REQUIRED WORK:
From the line with "in first-seen order." to the line with "for term in analyzer.analyze(&text)", retype every line exactly, including those two, and leave out the rest of the data below.

EXCERPTED RECORDS:
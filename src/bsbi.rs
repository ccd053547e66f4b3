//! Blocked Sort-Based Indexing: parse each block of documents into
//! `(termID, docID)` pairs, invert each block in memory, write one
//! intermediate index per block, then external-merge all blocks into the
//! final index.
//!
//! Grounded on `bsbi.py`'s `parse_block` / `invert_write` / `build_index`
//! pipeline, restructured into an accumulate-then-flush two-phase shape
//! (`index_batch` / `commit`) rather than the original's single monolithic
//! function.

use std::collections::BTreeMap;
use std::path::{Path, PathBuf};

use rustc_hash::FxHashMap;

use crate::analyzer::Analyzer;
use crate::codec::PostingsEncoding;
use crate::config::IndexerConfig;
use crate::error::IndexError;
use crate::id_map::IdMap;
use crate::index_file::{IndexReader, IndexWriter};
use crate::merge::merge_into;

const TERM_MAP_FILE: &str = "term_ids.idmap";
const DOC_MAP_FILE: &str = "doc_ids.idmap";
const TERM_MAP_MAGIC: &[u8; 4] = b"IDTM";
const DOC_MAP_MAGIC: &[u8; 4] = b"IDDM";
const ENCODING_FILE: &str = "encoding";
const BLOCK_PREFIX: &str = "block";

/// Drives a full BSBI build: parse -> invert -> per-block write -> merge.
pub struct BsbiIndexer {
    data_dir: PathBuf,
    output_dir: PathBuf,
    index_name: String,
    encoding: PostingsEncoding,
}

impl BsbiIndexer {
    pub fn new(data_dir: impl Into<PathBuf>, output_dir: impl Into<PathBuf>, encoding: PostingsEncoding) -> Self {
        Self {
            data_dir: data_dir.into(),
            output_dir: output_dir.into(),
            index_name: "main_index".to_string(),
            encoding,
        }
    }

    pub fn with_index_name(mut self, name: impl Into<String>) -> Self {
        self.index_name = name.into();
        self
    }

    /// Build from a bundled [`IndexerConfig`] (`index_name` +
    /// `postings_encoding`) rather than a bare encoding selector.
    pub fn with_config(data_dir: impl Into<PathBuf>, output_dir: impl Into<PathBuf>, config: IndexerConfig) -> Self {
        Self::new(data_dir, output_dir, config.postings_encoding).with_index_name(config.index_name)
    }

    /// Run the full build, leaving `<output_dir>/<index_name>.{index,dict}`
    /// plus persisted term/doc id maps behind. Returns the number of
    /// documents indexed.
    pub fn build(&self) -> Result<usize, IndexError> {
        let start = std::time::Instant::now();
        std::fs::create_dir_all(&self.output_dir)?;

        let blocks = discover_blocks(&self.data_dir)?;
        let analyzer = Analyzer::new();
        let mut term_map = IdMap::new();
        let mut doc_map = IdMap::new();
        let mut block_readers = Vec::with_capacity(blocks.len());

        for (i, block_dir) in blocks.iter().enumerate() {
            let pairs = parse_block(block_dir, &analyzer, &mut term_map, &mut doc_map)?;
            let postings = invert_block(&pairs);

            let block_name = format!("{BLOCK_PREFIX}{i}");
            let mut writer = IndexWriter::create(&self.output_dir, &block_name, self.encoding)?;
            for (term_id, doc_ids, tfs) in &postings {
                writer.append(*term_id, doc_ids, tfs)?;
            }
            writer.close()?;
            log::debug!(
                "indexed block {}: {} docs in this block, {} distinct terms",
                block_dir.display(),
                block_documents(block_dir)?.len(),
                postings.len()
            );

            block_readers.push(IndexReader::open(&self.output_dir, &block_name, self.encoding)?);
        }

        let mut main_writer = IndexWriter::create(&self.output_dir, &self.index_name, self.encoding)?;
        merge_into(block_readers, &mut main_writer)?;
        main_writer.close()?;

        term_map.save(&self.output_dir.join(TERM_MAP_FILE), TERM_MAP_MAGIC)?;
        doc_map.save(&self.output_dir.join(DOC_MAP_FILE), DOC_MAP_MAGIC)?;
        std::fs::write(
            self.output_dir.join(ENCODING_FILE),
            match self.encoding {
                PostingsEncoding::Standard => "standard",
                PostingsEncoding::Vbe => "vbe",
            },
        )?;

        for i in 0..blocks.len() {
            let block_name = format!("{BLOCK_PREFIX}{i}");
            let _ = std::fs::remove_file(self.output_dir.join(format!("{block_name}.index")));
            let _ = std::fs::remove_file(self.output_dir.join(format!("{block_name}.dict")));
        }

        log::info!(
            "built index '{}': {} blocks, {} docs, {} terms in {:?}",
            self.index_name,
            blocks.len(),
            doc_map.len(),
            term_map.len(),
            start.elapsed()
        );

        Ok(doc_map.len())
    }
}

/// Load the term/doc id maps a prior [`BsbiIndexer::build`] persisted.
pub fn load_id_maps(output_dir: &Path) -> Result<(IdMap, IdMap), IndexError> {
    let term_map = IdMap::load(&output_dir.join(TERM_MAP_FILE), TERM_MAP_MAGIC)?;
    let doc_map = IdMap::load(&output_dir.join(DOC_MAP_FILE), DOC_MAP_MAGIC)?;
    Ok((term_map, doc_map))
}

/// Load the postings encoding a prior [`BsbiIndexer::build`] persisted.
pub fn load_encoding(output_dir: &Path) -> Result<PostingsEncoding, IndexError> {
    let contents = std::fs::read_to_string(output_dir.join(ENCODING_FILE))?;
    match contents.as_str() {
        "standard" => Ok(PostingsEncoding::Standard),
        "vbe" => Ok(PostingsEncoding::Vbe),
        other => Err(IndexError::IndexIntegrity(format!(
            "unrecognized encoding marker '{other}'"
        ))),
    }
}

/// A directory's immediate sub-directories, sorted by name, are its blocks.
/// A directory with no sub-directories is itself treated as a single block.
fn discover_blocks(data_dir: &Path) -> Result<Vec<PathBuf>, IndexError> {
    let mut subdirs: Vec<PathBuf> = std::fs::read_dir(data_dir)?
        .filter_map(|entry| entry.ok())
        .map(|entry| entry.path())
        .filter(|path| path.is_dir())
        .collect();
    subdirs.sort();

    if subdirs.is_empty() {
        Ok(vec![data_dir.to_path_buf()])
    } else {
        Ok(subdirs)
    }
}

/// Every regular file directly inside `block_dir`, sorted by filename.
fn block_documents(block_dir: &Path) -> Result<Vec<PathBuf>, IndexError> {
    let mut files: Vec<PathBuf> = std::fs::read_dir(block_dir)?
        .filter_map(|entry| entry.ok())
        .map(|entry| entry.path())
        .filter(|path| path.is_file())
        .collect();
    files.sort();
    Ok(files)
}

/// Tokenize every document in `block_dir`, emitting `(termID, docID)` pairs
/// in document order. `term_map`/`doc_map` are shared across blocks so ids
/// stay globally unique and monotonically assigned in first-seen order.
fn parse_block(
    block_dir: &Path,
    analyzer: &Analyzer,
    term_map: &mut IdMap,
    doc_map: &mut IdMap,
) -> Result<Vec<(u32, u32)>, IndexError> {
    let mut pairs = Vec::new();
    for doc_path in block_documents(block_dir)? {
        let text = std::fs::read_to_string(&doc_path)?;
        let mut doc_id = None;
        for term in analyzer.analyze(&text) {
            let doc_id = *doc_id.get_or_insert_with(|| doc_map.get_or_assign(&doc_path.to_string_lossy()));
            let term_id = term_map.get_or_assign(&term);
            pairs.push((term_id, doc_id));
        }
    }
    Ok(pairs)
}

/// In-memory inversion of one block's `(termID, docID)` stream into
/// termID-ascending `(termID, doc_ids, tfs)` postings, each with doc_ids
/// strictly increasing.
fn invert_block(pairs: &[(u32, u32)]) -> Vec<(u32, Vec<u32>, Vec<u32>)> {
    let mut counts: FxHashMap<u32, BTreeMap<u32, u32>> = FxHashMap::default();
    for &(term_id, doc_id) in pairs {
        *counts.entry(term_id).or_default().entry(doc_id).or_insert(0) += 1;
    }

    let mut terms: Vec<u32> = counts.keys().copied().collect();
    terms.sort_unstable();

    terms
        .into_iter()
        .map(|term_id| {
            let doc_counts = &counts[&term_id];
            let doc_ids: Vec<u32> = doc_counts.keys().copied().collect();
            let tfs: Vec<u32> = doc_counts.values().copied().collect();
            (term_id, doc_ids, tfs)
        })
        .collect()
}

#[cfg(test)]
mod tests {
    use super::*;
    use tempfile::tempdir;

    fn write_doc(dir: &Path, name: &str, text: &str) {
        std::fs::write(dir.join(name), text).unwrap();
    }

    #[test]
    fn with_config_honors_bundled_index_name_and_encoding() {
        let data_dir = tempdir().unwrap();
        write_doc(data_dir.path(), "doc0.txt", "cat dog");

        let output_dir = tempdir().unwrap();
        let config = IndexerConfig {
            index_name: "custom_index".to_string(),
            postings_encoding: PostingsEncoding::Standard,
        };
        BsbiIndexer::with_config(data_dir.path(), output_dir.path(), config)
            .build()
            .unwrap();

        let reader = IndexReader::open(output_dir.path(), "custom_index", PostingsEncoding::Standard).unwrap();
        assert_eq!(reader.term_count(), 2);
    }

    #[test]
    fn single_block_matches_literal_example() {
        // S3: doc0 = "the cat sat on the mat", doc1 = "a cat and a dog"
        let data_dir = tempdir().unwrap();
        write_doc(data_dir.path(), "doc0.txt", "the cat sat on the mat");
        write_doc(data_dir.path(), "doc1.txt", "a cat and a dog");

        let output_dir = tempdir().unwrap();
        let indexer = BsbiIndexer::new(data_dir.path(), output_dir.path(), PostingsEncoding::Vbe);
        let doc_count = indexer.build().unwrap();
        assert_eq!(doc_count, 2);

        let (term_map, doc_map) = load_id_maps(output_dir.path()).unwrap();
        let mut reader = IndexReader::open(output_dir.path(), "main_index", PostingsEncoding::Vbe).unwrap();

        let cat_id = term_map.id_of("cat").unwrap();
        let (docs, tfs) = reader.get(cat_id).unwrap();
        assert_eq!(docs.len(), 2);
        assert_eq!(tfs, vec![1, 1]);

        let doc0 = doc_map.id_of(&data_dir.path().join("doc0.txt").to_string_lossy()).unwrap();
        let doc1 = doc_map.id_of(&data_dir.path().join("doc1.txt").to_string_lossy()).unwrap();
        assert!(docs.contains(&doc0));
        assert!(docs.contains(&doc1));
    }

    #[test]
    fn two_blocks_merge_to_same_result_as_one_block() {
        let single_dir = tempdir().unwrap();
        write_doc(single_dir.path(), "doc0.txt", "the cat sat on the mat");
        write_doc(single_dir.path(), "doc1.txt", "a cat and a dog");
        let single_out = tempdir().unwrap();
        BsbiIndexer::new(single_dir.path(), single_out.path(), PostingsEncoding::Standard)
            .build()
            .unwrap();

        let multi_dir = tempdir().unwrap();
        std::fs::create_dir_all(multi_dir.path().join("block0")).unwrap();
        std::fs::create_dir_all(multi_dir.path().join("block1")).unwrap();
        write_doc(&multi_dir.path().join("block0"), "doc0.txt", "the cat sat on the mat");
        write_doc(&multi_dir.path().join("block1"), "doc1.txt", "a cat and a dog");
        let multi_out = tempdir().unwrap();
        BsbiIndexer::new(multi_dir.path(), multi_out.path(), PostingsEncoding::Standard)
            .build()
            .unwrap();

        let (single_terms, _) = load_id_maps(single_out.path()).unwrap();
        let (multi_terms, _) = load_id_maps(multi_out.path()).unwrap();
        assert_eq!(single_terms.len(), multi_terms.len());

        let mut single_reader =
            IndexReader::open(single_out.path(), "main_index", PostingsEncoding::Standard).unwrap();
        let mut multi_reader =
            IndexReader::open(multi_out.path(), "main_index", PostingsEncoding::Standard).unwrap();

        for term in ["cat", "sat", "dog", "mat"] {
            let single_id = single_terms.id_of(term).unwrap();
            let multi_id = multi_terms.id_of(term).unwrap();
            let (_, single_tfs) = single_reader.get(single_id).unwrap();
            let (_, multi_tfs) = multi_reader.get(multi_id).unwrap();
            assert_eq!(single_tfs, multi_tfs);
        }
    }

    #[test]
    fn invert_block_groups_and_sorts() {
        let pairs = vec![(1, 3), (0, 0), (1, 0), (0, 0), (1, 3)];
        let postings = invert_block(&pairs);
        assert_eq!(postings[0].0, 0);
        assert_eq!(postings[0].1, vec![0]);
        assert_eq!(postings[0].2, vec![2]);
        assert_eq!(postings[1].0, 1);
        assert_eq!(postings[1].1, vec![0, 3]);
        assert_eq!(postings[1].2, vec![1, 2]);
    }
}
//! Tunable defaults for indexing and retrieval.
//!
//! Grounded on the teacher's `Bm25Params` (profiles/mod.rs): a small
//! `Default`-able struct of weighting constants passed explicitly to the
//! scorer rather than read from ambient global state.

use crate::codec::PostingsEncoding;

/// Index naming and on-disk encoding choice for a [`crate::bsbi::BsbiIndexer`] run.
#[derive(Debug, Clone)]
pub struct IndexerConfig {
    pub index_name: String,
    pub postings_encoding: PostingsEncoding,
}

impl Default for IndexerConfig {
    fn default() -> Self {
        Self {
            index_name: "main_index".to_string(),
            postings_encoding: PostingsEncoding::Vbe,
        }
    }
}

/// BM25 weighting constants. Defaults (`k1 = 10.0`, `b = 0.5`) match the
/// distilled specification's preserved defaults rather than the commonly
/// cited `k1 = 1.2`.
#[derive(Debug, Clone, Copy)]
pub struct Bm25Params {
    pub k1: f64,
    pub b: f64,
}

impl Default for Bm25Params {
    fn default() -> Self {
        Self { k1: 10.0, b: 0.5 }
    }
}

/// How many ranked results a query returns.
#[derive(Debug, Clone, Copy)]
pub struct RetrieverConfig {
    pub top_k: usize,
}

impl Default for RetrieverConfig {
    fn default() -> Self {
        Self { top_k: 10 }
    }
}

ANSWER FOR THIS EXERCISE:
/// stay globally unique and monotonically assigned in first-seen order.
fn parse_block(
    block_dir: &Path,
    analyzer: &Analyzer,
    term_map: &mut IdMap,
    doc_map: &mut IdMap,
) -> Result<Vec<(u32, u32)>, IndexError> {
    let mut pairs = Vec::new();
    for doc_path in block_documents(block_dir)? {
        let text = std::fs::read_to_string(&doc_path)?;
        let mut doc_id = None;
        for term in analyzer.analyze(&text) {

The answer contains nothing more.